在 Azure 应用程序服务上运行的 WCF 服务的 SSL 设置出现问题

Question

I'm currently developing a wcf webservice(.NET 4.7.2) that accepts soap messages from different sources. One of the sources requires us to create a endpoint secured by a certificate using a custom authority(CA).

For this, I have created a new.svc file that initializes with the following binding and imports a certificate. This certificate is accessible in the azure web app:

public static void Configure(ServiceConfiguration config)
        {
            // Enable "Add Service Reference" support
            config.Description.Behaviors.Add(new ServiceMetadataBehavior { HttpsGetEnabled = true, HttpGetEnabled = false }); //mex
            //setup support for certficate security
            var binding = new WSHttpBinding
            {
                Name = "CertificateBinding",
                ReaderQuotas = { MaxArrayLength = int.MaxValue },
                MaxReceivedMessageSize = int.MaxValue,
                Security = new WSHttpSecurity
                {
                    Mode = SecurityMode.Transport,
                    Transport = new HttpTransportSecurity
                    {
                        ClientCredentialType = HttpClientCredentialType.Certificate
                    },
                },
            };

            config.EnableProtocol(binding);

            config.Credentials.ServiceCertificate.SetCertificate(StoreLocation.CurrentUser, StoreName.My, X509FindType.FindByThumbprint, "Thumbprint inserted here");

            config.Description.Behaviors.Add(new ServiceDebugBehavior { IncludeExceptionDetailInFaults = true });
        }

To enable certificate authentication for this endpoint I added the following to the web.config;

 <location path="IntegrationWebService_CertificateSecurity.svc">
    <system.webServer>
    <httpErrors errorMode="Detailed"></httpErrors>
      <security>
        <access sslFlags="Ssl, SslNegotiateCert, SslRequireCert" />
      </security>
    </system.webServer>
 </location>

I tested this and this all works well locally, but when deploying to an azure web app it shows a 500 error. I can't seem to figure out the cause of this 500 error. Other.svc files keep working properly.

What I have tried;

• Adding ELMAH; no exception is logged.

• Multiple configurations for SslSettings, none worked though only adding "SslRequireCert" changes the error to "The SSL settings for the service 'SslRequireCert' does not match those of the IIS 'None'". I stopped persuing this because as far as I know the SslNegotiateCert part is required.
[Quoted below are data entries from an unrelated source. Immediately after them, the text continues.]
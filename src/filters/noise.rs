//! Noise simulation: additive Gaussian noise and modulatory Poisson noise.
//!
//! Used to build realistic test data (photon shot noise on a blurred image)
//! and to give a PSF a small noise floor so that Fourier-domain division
//! never hits an exact zero. Both generators are deterministic for a seed.

use ndarray::{Array3, ArrayView3};

// ============================================================================
// Simple RNG (deterministic across platforms)
// ============================================================================

/// Simple linear congruential generator for deterministic noise.
/// Uses MINSTD parameters.
struct SimpleRng {
    state: u64,
}

impl SimpleRng {
    fn new(seed: u64) -> Self {
        SimpleRng {
            state: seed.wrapping_add(1), // Avoid zero
        }
    }

    /// Generate next random u32.
    fn next_u32(&mut self) -> u32 {
        // MINSTD LCG
        self.state = self.state.wrapping_mul(48271).wrapping_add(1) % 2147483647;
        self.state as u32
    }

    /// Generate uniform random f64 in [0, 1).
    fn next_f64(&mut self) -> f64 {
        self.next_u32() as f64 / 2147483647.0
    }

    /// Generate standard normal f64 using Box-Muller transform.
    fn next_gaussian(&mut self) -> f64 {
        let u1 = self.next_f64().max(1e-12);
        let u2 = self.next_f64();
        (-2.0 * u1.ln()).sqrt() * (2.0 * std::f64::consts::PI * u2).cos()
    }

    /// Draw from a Poisson distribution with the given mean.
    ///
    /// Knuth's multiplication method for small means, a rounded normal
    /// approximation above 30 where the former gets slow and underflows.
    fn next_poisson(&mut self, mean: f64) -> f64 {
        // NaN compares false too, and would never reach the Knuth limit
        if !(mean > 0.0) {
            return 0.0;
        }
        if mean > 30.0 {
            let draw = (mean + mean.sqrt() * self.next_gaussian()).round();
            return draw.max(0.0);
        }

        let limit = (-mean).exp();
        let mut k = 0u32;
        let mut p = 1.0;
        loop {
            p *= self.next_f64();
            if p <= limit {
                return k as f64;
            }
            k += 1;
        }
    }
}

// ============================================================================
// Add Noise
// ============================================================================

/// Add zero-mean Gaussian noise with standard deviation `std_dev`.
///
/// # Arguments
/// * `input` - Image (depth, height, width)
/// * `std_dev` - Noise standard deviation in intensity units
/// * `seed` - Random seed for deterministic results
pub fn add_gaussian_noise(input: ArrayView3<f32>, std_dev: f32, seed: u64) -> Array3<f32> {
    let mut rng = SimpleRng::new(seed);
    let sd = std_dev as f64;
    input.mapv(|v| (v as f64 + sd * rng.next_gaussian()) as f32)
}

/// Replace each sample by a Poisson draw whose mean is the sample value.
///
/// Models photon shot noise: the noise grows with the signal. Negative and
/// NaN samples are treated as a mean of zero.
pub fn poisson_noise(input: ArrayView3<f32>, seed: u64) -> Array3<f32> {
    let mut rng = SimpleRng::new(seed);
    input.mapv(|v| rng.next_poisson(v as f64) as f32)
}
//! The convolution / deconvolution teaching pipeline.
//!
//! Builds the chirp target, blurs it with a PSF, shows that a plain inverse
//! filter recovers it when there is no noise, adds shot noise, and restores
//! the noisy image with the constrained iterative engine. Every stage is
//! returned as its own image so callers can plot line profiles of any of them.

use ndarray::Array3;
use serde::{Deserialize, Serialize};

use crate::config::DeconvolutionConfig;
use crate::deconvolution::{Deconvolver, IterationReport};
use crate::error::{RestorationError, Result};
use crate::filters::fourier::TransferFunction;
use crate::filters::{noise, stats};
use crate::synth::{self, ChirpParams};

/// Intensity the blurred image is rescaled to, in photons.
pub const BLURRED_MAX: f32 = 10000.0;

/// Parameters of the demo run.
#[derive(Debug, Clone, PartialEq, Serialize, Deserialize)]
#[serde(default)]
pub struct DemoConfig {
    pub width: usize,
    pub height: usize,
    pub chirp: ChirpParams,
    /// Lateral PSF standard deviation in pixels.
    pub psf_sigma: f32,
    /// Gaussian noise floor added to the normalized PSF so the inverse filter
    /// never divides by an exact zero.
    pub psf_noise: f32,
    pub seed: u64,
    pub deconvolution: DeconvolutionConfig,
}

impl Default for DemoConfig {
    fn default() -> Self {
        Self {
            width: 512,
            height: 512,
            chirp: ChirpParams::default(),
            psf_sigma: 5.0,
            psf_noise: 2e-8,
            seed: 0,
            deconvolution: DeconvolutionConfig::default(),
        }
    }
}

/// All intermediate images of a demo run.
#[derive(Debug, Clone)]
pub struct ChirpDemo {
    /// Ground truth target.
    pub chirp: Array3<f32>,
    /// PSF with its noise floor.
    pub psf: Array3<f32>,
    /// Chirp convolved with the PSF, rescaled to [`BLURRED_MAX`].
    pub blurred: Array3<f32>,
    /// Blurred image after Fourier division by the PSF.
    pub inverse_filtered: Array3<f32>,
    /// Blurred image with modulatory Poisson noise.
    pub noisy: Array3<f32>,
    /// Constrained iterative restoration of the noisy image.
    pub restored: Array3<f32>,
    pub history: Vec<IterationReport>,
}

/// Run the full pipeline.
///
/// # Errors
/// `InvalidConfig` for an empty image size or a non-positive PSF width, plus
/// anything the deconvolution engine rejects.
pub fn run_chirp_demo(config: &DemoConfig) -> Result<ChirpDemo> {
    if config.width == 0 || config.height == 0 {
        return Err(RestorationError::InvalidConfig(format!(
            "demo image size must be non-zero, got {}x{}",
            config.width, config.height
        )));
    }
    if !(config.psf_sigma > 0.0 && config.psf_sigma.is_finite()) {
        return Err(RestorationError::InvalidConfig(format!(
            "PSF sigma must be positive, got {}",
            config.psf_sigma
        )));
    }

    let chirp = synth::chirp_image(config.width, config.height, &config.chirp);
    let shape = chirp.dim();

    let clean_psf = synth::gaussian_psf(shape, config.psf_sigma, 0.0);
    let psf = noise::add_gaussian_noise(clean_psf.view(), config.psf_noise, config.seed);
    let transfer = TransferFunction::from_psf(psf.view())?;

    let mut blurred = transfer.convolve(chirp.view())?;
    if !stats::rescale_to_max(&mut blurred, BLURRED_MAX) {
        log::warn!("Blurred chirp has no positive maximum, left unscaled");
    }
    log::info!("Blurred chirp with {}x{} PSF, sigma {}", config.width, config.height, config.psf_sigma);

    // The blurred image went through a rescale, so divide by the same gain
    let mut inverse_filtered = transfer.inverse_filter(blurred.view())?;
    if let Some(chirp_max) = stats::max(chirp.view()) {
        if !stats::rescale_to_max(&mut inverse_filtered, chirp_max) {
            log::warn!("Inverse-filtered image has no positive maximum, left unscaled");
        }
    }

    let noisy = noise::poisson_noise(blurred.view(), config.seed.wrapping_add(1));

    let restoration =
        Deconvolver::new(noisy.view(), psf.view(), config.deconvolution.clone())?.run()?;

    Ok(ChirpDemo {
        chirp,
        psf,
        blurred,
        inverse_filtered,
        noisy,
        restored: restoration.image,
        history: restoration.history,
    })
}

#[cfg(test)]
mod tests {
    use super::*;

    fn small_config() -> DemoConfig {
        DemoConfig {
            width: 64,
            height: 8,
            chirp: ChirpParams {
                period: 20.0,
                ..ChirpParams::default()
            },
            psf_sigma: 1.5,
            psf_noise: 0.0,
            seed: 42,
            deconvolution: DeconvolutionConfig::with_iterations(10),
        }
    }

    #[test]
    fn test_demo_stages_have_expected_shape_and_scale() {
        let demo = run_chirp_demo(&small_config()).unwrap();

        for image in [&demo.chirp, &demo.psf, &demo.blurred, &demo.noisy, &demo.restored] {
            assert_eq!(image.dim(), (1, 8, 64));
        }
        let blurred_max = stats::max(demo.blurred.view()).unwrap();
        assert!((blurred_max - BLURRED_MAX).abs() < 1e-2);
        assert_eq!(demo.history.len(), 10);
        assert!(demo.restored.iter().all(|&v| v >= 0.0));
    }

    #[test]
    fn test_blur_reduces_contrast_of_fine_stripes() {
        let demo = run_chirp_demo(&small_config()).unwrap();

        // Right half carries the finest stripes
        let range = |image: &Array3<f32>| {
            let row = image.slice(ndarray::s![0, 4, 40..]);
            let lo = row.iter().cloned().fold(f32::INFINITY, f32::min);
            let hi = row.iter().cloned().fold(f32::NEG_INFINITY, f32::max);
            hi - lo
        };
        assert!(range(&demo.blurred) < range(&demo.chirp));
    }

    #[test]
    fn test_demo_survives_unscalable_blur() {
        // A zero-amplitude chirp with no offset blurs to all zeros
        let config = DemoConfig {
            chirp: ChirpParams {
                amplitude: 0.0,
                offset: 0.0,
                ..small_config().chirp
            },
            ..small_config()
        };
        let demo = run_chirp_demo(&config).unwrap();

        assert!(demo.blurred.iter().all(|v| v.abs() < 1e-3));
        assert!(demo.inverse_filtered.iter().all(|v| v.is_finite()));
        assert!(demo.restored.iter().all(|&v| v >= 0.0 && v.is_finite()));
    }

    #[test]
    fn test_demo_rejects_empty_size() {
        let config = DemoConfig {
            width: 0,
            ..small_config()
        };
        assert!(matches!(
            run_chirp_demo(&config),
            Err(RestorationError::InvalidConfig(_))
        ));
    }
}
• Tried, to no avail, adding an applicationHost.xdt file that transforms overrideModeDefault to allow override like this:

   <configuration xmlns:xdt="http://schemas.microsoft.com/XML-Document-Transform"> <configSections> <sectionGroup name="system.webServer" xdt:Locator="Match(name)"> <sectionGroup name="security" xdt:Locator="Match(name)"> <section name="access" overrideModeDefault="Allow" xdt:Locator="Match(name)" xdt:Transform="SetAttributes(overrideModeDefault)" /> </sectionGroup> </sectionGroup> </configSections> </configuration>

Could it be that Azure does not allow a custom value in SslFlags?

Answer 1

Apparently, for Azure, you can't require client certificates using System.ServiceModel. So, first you can turn off the require client certificate part. Doing this using a CustomBinding looks like this:

var httpsBE = new HttpsTransportBindingElement();
httpsBE.RequireClientCertificate = false;
httpsBE.AuthenticationScheme = AuthenticationSchemes.Anonymous;

Go to your App service app settings and require client certificates from there;

Then, what Azure does, is move the certificate from the original request to a X-ARR-ClientCert header. This is accessible in a webservice like this;

var certHeader = WebOperationContext.Current.IncomingRequest.Headers["X-ARR-ClientCert"];

And to convert it to a X509Certificate2:

var clientCertBytes = Convert.FromBase64String(certHeader);
var x509Certificate2 = new X509Certificate2(clientCertBytes);

Then you'd have to run your own certificate validation.